### INSTRUCTIONS FOR THE TASK
Every line from the top of the material through the line holding "each transition in" should be copied exactly, and only those lines.

====== SUPPLIED DATA ======

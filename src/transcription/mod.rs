//! Transcription orchestrator.
//!
//! Drives a remote transcription job (upload, job creation, poll loop) to
//! completion and materializes the result as a `TranscriptDoc`, recording
//! each transition in the registry. The poll loop is a plain await loop:
//! callers cancel the local wait by dropping the future (the remote job
//! keeps running regardless).

use anyhow::{bail, Context, Result};
use chrono::{Local, Utc};
use rusqlite::Connection;
use std::collections::BTreeSet;
use std::path::{Path, PathBuf};
use std::time::Duration;
use tokio::time::sleep;
use tracing::{debug, info, warn};

pub mod providers;

pub use providers::{AssemblyAiProvider, JobState, ProviderUtterance, TranscriptionProvider};

use crate::config::TranscriptionConfig;
use crate::db::{AudioFileRepository, TranscriptRepository};
use crate::error::{PipelineError, ProviderStage};
use crate::transcript::{Speaker, TranscriptDoc, Utterance};

pub struct TranscriptionOrchestrator {
    provider: Box<dyn TranscriptionProvider>,
    poll_interval: Duration,
    /// None = wait indefinitely (reference behavior, opt-in via config 0).
    poll_timeout: Option<Duration>,
}

impl TranscriptionOrchestrator {
    pub fn new(
        provider: Box<dyn TranscriptionProvider>,
        poll_interval: Duration,
        poll_timeout: Option<Duration>,
    ) -> Self {
        Self {
            provider,
            poll_interval,
            poll_timeout,
        }
    }

    /// Build an orchestrator from config. Only the AssemblyAI provider is
    /// currently wired up.
    pub fn from_config(config: &TranscriptionConfig) -> Result<Self> {
        let provider: Box<dyn TranscriptionProvider> = match config.provider.as_str() {
            "assembly-ai" => {
                let api_key = config
                    .api_key
                    .clone()
                    .context("api_key is required for the assembly-ai provider")?;
                Box::new(AssemblyAiProvider::new(api_key, config.api_endpoint.clone()))
            }
            other => bail!(
                "Unknown transcription provider '{}'. Supported providers: assembly-ai",
                other
            ),
        };

        let timeout = match config.poll_timeout_seconds {
            0 => None,
            secs => Some(Duration::from_secs(secs)),
        };

        Ok(Self::new(
            provider,
            Duration::from_secs(config.poll_interval_seconds.max(1)),
            timeout,
        ))
    }

    /// Run the three remote steps end to end and return the transcript
    /// document. No registry access; see `transcribe_and_record`.
    pub async fn transcribe(&self, audio_path: &Path) -> Result<TranscriptDoc> {
        if !audio_path.exists() {
            return Err(PipelineError::ArtifactNotFound(audio_path.to_path_buf()).into());
        }

        info!(
            "Transcribing {:?} via {}",
            audio_path,
            self.provider.name()
        );

        let upload_ref = self.provider.upload(audio_path).await?;
        let job_id = self.provider.submit_job(&upload_ref).await?;
        info!("Transcription job created: {}", job_id);

        let started = std::time::Instant::now();
        loop {
            match self.provider.poll_job(&job_id).await? {
                JobState::Completed {
                    utterances,
                    duration_seconds,
                } => {
                    info!(
                        "Transcription complete: {} utterances, {}s of audio",
                        utterances.len(),
                        duration_seconds
                    );
                    return Ok(doc_from_utterances(audio_path, &utterances, duration_seconds));
                }
                JobState::Error { message } => {
                    return Err(PipelineError::Provider {
                        stage: ProviderStage::Remote,
                        message,
                    }
                    .into());
                }
                state => {
                    debug!("Job {} still {:?}, waiting", job_id, state);
                    if let Some(timeout) = self.poll_timeout {
                        if started.elapsed() >= timeout {
                            warn!(
                                "Gave up polling job {} after {}s (remote job not cancelled)",
                                job_id,
                                timeout.as_secs()
                            );
                            return Err(PipelineError::Provider {
                                stage: ProviderStage::PollTimeout,
                                message: format!(
                                    "job {} not finished after {}s",
                                    job_id,
                                    timeout.as_secs()
                                ),
                            }
                            .into());
                        }
                    }
                    sleep(self.poll_interval).await;
                }
            }
        }
    }

    /// Transcribe one audio file and record every transition: the audio
    /// file is registered up front (upsert), the transcript document is
    /// written under `transcripts_dir`, and `transcribed_at` is set only
    /// once everything else has succeeded. A provider failure leaves the
    /// audio row pending and registers no transcript.
    pub async fn transcribe_and_record(
        &self,
        conn: &Connection,
        audio_path: &Path,
        transcripts_dir: &Path,
    ) -> Result<PathBuf> {
        let audio_id = AudioFileRepository::register(conn, audio_path)?;

        let doc = self.transcribe(audio_path).await?;

        let transcript_path = transcript_output_path(audio_path, transcripts_dir);
        doc.save(&transcript_path)?;

        TranscriptRepository::register(conn, &transcript_path, Some(audio_id))?;
        AudioFileRepository::mark_transcribed(conn, audio_path, &transcript_path)?;

        info!("Transcript saved: {:?}", transcript_path);
        Ok(transcript_path)
    }
}

/// Convert provider utterances into the internal transcript shape: the
/// speaker roster is the distinct set of provider ids (unnamed), and times
/// are normalized from milliseconds to seconds.
fn doc_from_utterances(
    audio_path: &Path,
    utterances: &[ProviderUtterance],
    duration_seconds: u64,
) -> TranscriptDoc {
    let speaker_ids: BTreeSet<&str> = utterances.iter().map(|u| u.speaker.as_str()).collect();

    TranscriptDoc {
        source_file: audio_path
            .file_name()
            .map(|n| n.to_string_lossy().to_string())
            .unwrap_or_else(|| audio_path.to_string_lossy().to_string()),
        transcribed_at: Utc::now(),
        duration_seconds,
        labeled: false,
        speakers: speaker_ids
            .into_iter()
            .map(|id| Speaker {
                id: id.to_string(),
                name: None,
            })
            .collect(),
        utterances: utterances
            .iter()
            .map(|u| Utterance {
                speaker: u.speaker.clone(),
                start: u.start_ms as f64 / 1000.0,
                end: u.end_ms as f64 / 1000.0,
                text: u.text.clone(),
            })
            .collect(),
    }
}

fn transcript_output_path(audio_path: &Path, transcripts_dir: &Path) -> PathBuf {
    let stem = audio_path
        .file_stem()
        .map(|s| s.to_string_lossy().to_string())
        .unwrap_or_else(|| "audio".to_string());
    let timestamp = Local::now().format("%Y-%m-%d-%H-%M");
    transcripts_dir.join(format!("{timestamp}-{stem}-transcript.json"))
}

#[cfg(test)]
mod tests {
    use super::*;

    fn utterance(speaker: &str, start_ms: u64, end_ms: u64, text: &str) -> ProviderUtterance {
        ProviderUtterance {
            speaker: speaker.to_string(),
            start_ms,
            end_ms,
            text: text.to_string(),
        }
    }

    #[test]
    fn test_doc_has_distinct_unnamed_speakers() {
        let utterances = vec![
            utterance("B", 0, 1000, "one"),
            utterance("A", 1000, 2000, "two"),
            utterance("B", 2000, 3000, "three"),
        ];
        let doc = doc_from_utterances(Path::new("/r/m.mp4"), &utterances, 3);

        let ids: Vec<&str> = doc.speakers.iter().map(|s| s.id.as_str()).collect();
        assert_eq!(ids, vec!["A", "B"]);
        assert!(doc.speakers.iter().all(|s| s.name.is_none()));
        assert!(!doc.labeled);
        assert_eq!(doc.source_file, "m.mp4");
    }

    #[test]
    fn test_doc_times_in_seconds() {
        let utterances = vec![utterance("A", 1500, 4250, "hello")];
        let doc = doc_from_utterances(Path::new("/r/m.mp4"), &utterances, 4);
        assert!((doc.utterances[0].start - 1.5).abs() < f64::EPSILON);
        assert!((doc.utterances[0].end - 4.25).abs() < f64::EPSILON);
    }

    #[test]
    fn test_transcript_output_path_uses_stem() {
        let path = transcript_output_path(Path::new("/r/standup.mp4"), Path::new("/t"));
        let name = path.file_name().unwrap().to_string_lossy();
        assert!(name.ends_with("-standup-transcript.json"));
        assert!(path.starts_with("/t"));
    }
}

======

### EXERCISE ANSWER
filename src/transcription/mod.rs
//! Transcription orchestrator.
//!
//! Drives a remote transcription job (upload, job creation, poll loop) to
//! completion and materializes the result as a `TranscriptDoc`, recording
//! each transition in the registry. The poll loop is a plain await loop:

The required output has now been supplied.